2025 Tasmanian Legislative Council periodic election: Nelson
| Party |  | Candidate | Votes | % | ±% |
|---|---|---|---|---|---|
|  | Independent | Meg Webb | 10,650 | 51.72 | +37.91 |
|  | Liberal | Marcus Vermey | 7,045 | 34.21 | +10.52 |
|  | Greens | Nathan Volf | 2,896 | 14.06 | +2.92 |
| Total formal votes |  |  | 20,591 | 98.12 | +0.88 |
| Informal votes |  |  | 394 | 1.88 | −0.88 |
| Turnout |  |  | 20,985 | 82.10 | −0.21 |
|  | Independent hold |  |  |  |  |

==Pembroke==

Pembroke is located in Hobart and covers the Clarence municipal area. The seat has been held by Labor Party member Luke Edmunds since a by-election in 2022, which he won with 63.26% of the two-party-preferred vote.

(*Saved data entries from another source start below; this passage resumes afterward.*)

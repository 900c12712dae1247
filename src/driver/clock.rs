//! Cycle counter abstraction for bounded busy-waits
//!
//! A [`Clock`] is a free-running counter plus its calibrated frequency. Timed
//! waits turn a [`Duration`] into a cycle budget once and then spin on a
//! predicate until it holds or the budget is spent.

use std::hint::spin_loop;
use std::time::{Duration, Instant};

#[cfg(target_arch = "x86_64")]
use log::info;

pub trait Clock {
    /// Current value of the counter.
    fn cycles(&self) -> u64;
    /// Counter ticks per second.
    fn frequency(&self) -> u64;
}

impl<C: Clock + ?Sized> Clock for &C {
    fn cycles(&self) -> u64 {
        (**self).cycles()
    }

    fn frequency(&self) -> u64 {
        (**self).frequency()
    }
}

pub fn duration_to_cycles(timeout: Duration, frequency: u64) -> u64 {
    let cycles = timeout.as_nanos().saturating_mul(frequency as u128) / 1_000_000_000;
    cycles.min(u64::MAX as u128) as u64
}

/// Spin until `ready` returns true or `timeout` has elapsed on `clock`
///
/// `ready` is always evaluated at least once. Returns whether it succeeded.
pub fn poll_until<C, F>(clock: &C, timeout: Duration, mut ready: F) -> bool
where
    C: Clock + ?Sized,
    F: FnMut() -> bool,
{
    let budget = duration_to_cycles(timeout, clock.frequency());
    let start = clock.cycles();

    loop {
        if ready() {
            return true;
        }
        spin_loop();
        if clock.cycles().wrapping_sub(start) >= budget {
            return false;
        }
    }
}

/// Nanosecond clock on top of [`Instant`]
#[derive(Debug, Clone, Copy)]
pub struct MonotonicClock {
    origin: Instant,
}

impl MonotonicClock {
    pub fn new() -> Self {
        MonotonicClock {
            origin: Instant::now(),
        }
    }
}

impl Default for MonotonicClock {
    fn default() -> Self {
        Self::new()
    }
}

impl Clock for MonotonicClock {
    fn cycles(&self) -> u64 {
        self.origin.elapsed().as_nanos() as u64
    }

    fn frequency(&self) -> u64 {
        1_000_000_000
    }
}

/// The time-stamp counter, with a frequency measured once at construction
#[cfg(target_arch = "x86_64")]
#[derive(Debug, Clone, Copy)]
pub struct TscClock {
    frequency: u64,
}

#[cfg(target_arch = "x86_64")]
impl TscClock {
    /// Measure the TSC rate over `window` of the `reference` clock.
    pub fn calibrate<C: Clock + ?Sized>(reference: &C, window: Duration) -> Self {
        let budget = duration_to_cycles(window, reference.frequency());
        let ref_start = reference.cycles();
        let tsc_start = read_tsc();

        let mut elapsed = 0;
        while elapsed < budget {
            spin_loop();
            elapsed = reference.cycles().wrapping_sub(ref_start);
        }
        let tsc_delta = read_tsc().wrapping_sub(tsc_start);

        // Scale by what actually elapsed on the reference, not the request.
        let elapsed_ns = elapsed as u128 * 1_000_000_000 / reference.frequency().max(1) as u128;
        let frequency = (tsc_delta as u128 * 1_000_000_000 / elapsed_ns.max(1)) as u64;

        info!("tsc: calibrated at {} Hz", frequency);
        TscClock {
            frequency: frequency.max(1),
        }
    }
}

#[cfg(target_arch = "x86_64")]
fn read_tsc() -> u64 {
    // SAFETY: rdtsc has no preconditions on x86_64.
    unsafe { core::arch::x86_64::_rdtsc() }
}

#[cfg(target_arch = "x86_64")]
impl Clock for TscClock {
    fn cycles(&self) -> u64 {
        read_tsc()
    }

    fn frequency(&self) -> u64 {
        self.frequency
    }
}

/// Test clock that advances a fixed number of ticks on every read
#[cfg(test)]
pub(crate) struct StepClock {
    now: std::cell::Cell<u64>,
    step: u64,
    frequency: u64,
}

#[cfg(test)]
impl StepClock {
    pub(crate) fn new(step: u64, frequency: u64) -> Self {
        StepClock {
            now: std::cell::Cell::new(0),
            step,
            frequency,
        }
    }

    pub(crate) fn reads(&self) -> u64 {
        self.now.get() / self.step.max(1)
    }
}

#[cfg(test)]
impl Clock for StepClock {
    fn cycles(&self) -> u64 {
        let now = self.now.get();
        self.now.set(now + self.step);
        now
    }

    fn frequency(&self) -> u64 {
        self.frequency
    }
}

On 2 November 2024, Edmunds was re-endorsed by Labor for the 2025 election. Former Labor MLC Allison Ritchie announced her candidacy as an independent in March 2025.

===Candidates===

| Party |  | Candidate | Background |
|---|---|---|---|
|  | Labor | Luke Edmunds | MLC for Pembroke since 2022 |
|  | Independent | Allison Ritchie | Deputy mayor of Clarence and former MLC for Pembroke |
|  | Greens | Carly Allen | Small business owner |
|  | Independent | Tony Mulder | Former MLC for Rumney |
|  | Shooters, Fishers, Farmers | Steve Loring |  |

===Pembroke results===

2025 Tasmanian Legislative Council periodic election: Pembroke
| Party |  | Candidate | Votes | % | ±% |
|  | Labor | Luke Edmunds | 8,449 | 43.73 | +4.25 |
|  | Independent | Allison Ritchie | 4,049 | 20.96 | +20.96 |
|  | Greens | Carly Allen | 3,995 | 20.68 | +1.41 |
|  | Independent | Tony Mulder | 2,009 | 10.40 | +10.40 |
|  | Shooters, Fishers, Farmers | Steve Loring | 820 | 4.24 | +1.08 |
| Total formal votes |  |  | 19,322 | 97.73 | +0.79 |
| Informal votes |  |  | 449 | 2.27 | −0.79 |
| Turnout |  |  | 19,771 | 84.07 | +3.83 |
Two-candidate-preferred result
|  | Labor | Luke Edmunds | 11,217 | 58.18 | −5.08 |
|  | Independent | Allison Ritchie | 8,062 | 41.82 | +41.82 |
|  | Labor hold |  |  |  |  |

Swings are calculated from the 2022 by-election.